Beekeeping dates back to Egyptian times, and brought to North America with the introduction of the European honeybee. Commercial (migratory) beekeeping came with the invention of a moveable multi-framed structure. The most common modern beehive was perfected and patented in 1852 by American apiarist and clergyman, Lorenzo Lorraine Langstroth.
Soon after my grandfather Edmund Varney Sr. was born (1865), the family, along with the bees, moved to Nebraska, and eventually settled in California.
While juggling several businesses, my grandfather continued tending bees with the help of my father, Edmund Jr. During the Great Depression, bees were the family’s main source of income, producing forty tons of honey each spring, sold at 20 cents a pound. My father’s family operated 4,000 colonies
, pollinating orange, lemon and eucalyptus groves in California, and alfalfa crops throughout Wyoming, Wisconsin and South Dakota.
While pollination services is the bread and butter of any commercial beekeeping business, family talk would often turn to seeking the holy grail of honey: the pursuit and discovery of the most wild floral sources few beekeepers will ever come to know.
Beekeepers never tire talking about bees, and my father was no exception. He channeled his gift of gab and love of apiculture into teaching, introducing many in our extended family to the beekeeping ways. He passed along his deep understanding of nature and bee behavior to my son Ryan, who is fifth generation. Ryan nurtures thousands of his own colonies in Oregon, with his sister Jessica and brother Austin helping out during the busiest months.

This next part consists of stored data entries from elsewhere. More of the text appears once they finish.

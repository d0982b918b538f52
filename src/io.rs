//! The file-descriptor abstraction consumed by [`crate::data_file::DataFile`].
//!
//! Out of scope per spec.md §1 beyond "the operations the core consumes";
//! this module provides the one implementation the engine actually uses,
//! [`FileIoHandle`], backed directly by `std::fs::File`.

use std::fs::{File, OpenOptions};
use std::io::Write;
use std::path::Path;

use fs4::FileExt;

use crate::error::Result;

/// Positioned-read, append-only-write, sync, size, close — the capability
/// set a [`crate::data_file::DataFile`] needs from an open file.
pub(crate) trait IoHandle: Send + Sync {
    /// Reads into `buf` starting at `offset`. May return fewer bytes than
    /// `buf.len()` only at end-of-file.
    fn read_at(&self, buf: &mut [u8], offset: u64) -> Result<usize>;
    /// Appends `buf` to the current end of the file. Writes all bytes or
    /// fails.
    fn append(&self, buf: &[u8]) -> Result<usize>;
    /// Flushes OS buffers to durable media.
    fn sync(&self) -> Result<()>;
    /// Current file length in bytes.
    fn size(&self) -> Result<u64>;
    /// Releases the underlying descriptor. A no-op beyond `Drop` for
    /// `std::fs::File`, kept as an explicit operation so callers can
    /// observe close-time errors (spec.md §6 lists `close()` as fallible).
    fn close(&self) -> Result<()>;
    /// Truncates the file to exactly `len` bytes. Used only to discard an
    /// incomplete trailing write discovered during replay.
    fn truncate(&self, len: u64) -> Result<()>;
}

/// An [`IoHandle`] backed by a single open `std::fs::File`.
///
/// Opened create-if-absent, read+append, mode 0644 on unix. The file is
/// opened in append mode so writes always extend the file regardless of
/// the handle's last-seen logical offset (spec.md §4.1), and an advisory
/// exclusive lock is held for the file's lifetime so a second engine
/// cannot open the same segment concurrently.
pub(crate) struct FileIoHandle {
    file: File,
}

impl FileIoHandle {
    pub(crate) fn open(path: &Path) -> Result<Self> {
        let mut options = OpenOptions::new();
        options.read(true).append(true).create(true);
        #[cfg(unix)]
        {
            use std::os::unix::fs::OpenOptionsExt;
            options.mode(0o644);
        }
        let file = options.open(path)?;
        file.try_lock_exclusive()?;
        Ok(Self { file })
    }
}

impl IoHandle for FileIoHandle {
    fn read_at(&self, buf: &mut [u8], offset: u64) -> Result<usize> {
        // `pread`/`seek_read` take the offset as an argument instead of
        // moving a shared cursor, so concurrent readers on the same `File`
        // (or a `try_clone` of it, which shares the cursor) never race each
        // other the way seek-then-read would.
        #[cfg(unix)]
        {
            use std::os::unix::fs::FileExt;
            let mut total = 0;
            loop {
                match self.file.read_at(&mut buf[total..], offset + total as u64) {
                    Ok(0) => break,
                    Ok(n) => total += n,
                    Err(e) if e.kind() == std::io::ErrorKind::Interrupted => continue,
                    Err(e) => return Err(e.into()),
                }
                if total == buf.len() {
                    break;
                }
            }
            Ok(total)
        }

        #[cfg(windows)]
        {
            use std::os::windows::fs::FileExt;
            let mut total = 0;
            loop {
                match self.file.seek_read(&mut buf[total..], offset + total as u64) {
                    Ok(0) => break,
                    Ok(n) => total += n,
                    Err(e) if e.kind() == std::io::ErrorKind::Interrupted => continue,
                    Err(e) => return Err(e.into()),
                }
                if total == buf.len() {
                    break;
                }
            }
            Ok(total)
        }
    }

    fn append(&self, buf: &[u8]) -> Result<usize> {
        let mut handle = self.file.try_clone()?;
        handle.write_all(buf)?;
        Ok(buf.len())
    }

    fn sync(&self) -> Result<()> {
        self.file.sync_all()?;
        Ok(())
    }

    fn size(&self) -> Result<u64> {
        Ok(self.file.metadata()?.len())
    }

    fn close(&self) -> Result<()> {
        self.sync()
    }

    fn truncate(&self, len: u64) -> Result<()> {
        self.file.set_len(len)?;
        Ok(())
    }
}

While extremely rewarding, beekeeping is difficult work, and comes with a unique list of dangers and ever-changing risks. The most obvious is getting stung numerous times a day. It was due to a severe bee-sting allergy that I joined the family tradition as an end-producer, sourcing raw clover honey from our beekeeping community to make my line of honey crèmes and honey vinegar. At one time I offered honey varietals, but that became too volatile in both availability and pricing.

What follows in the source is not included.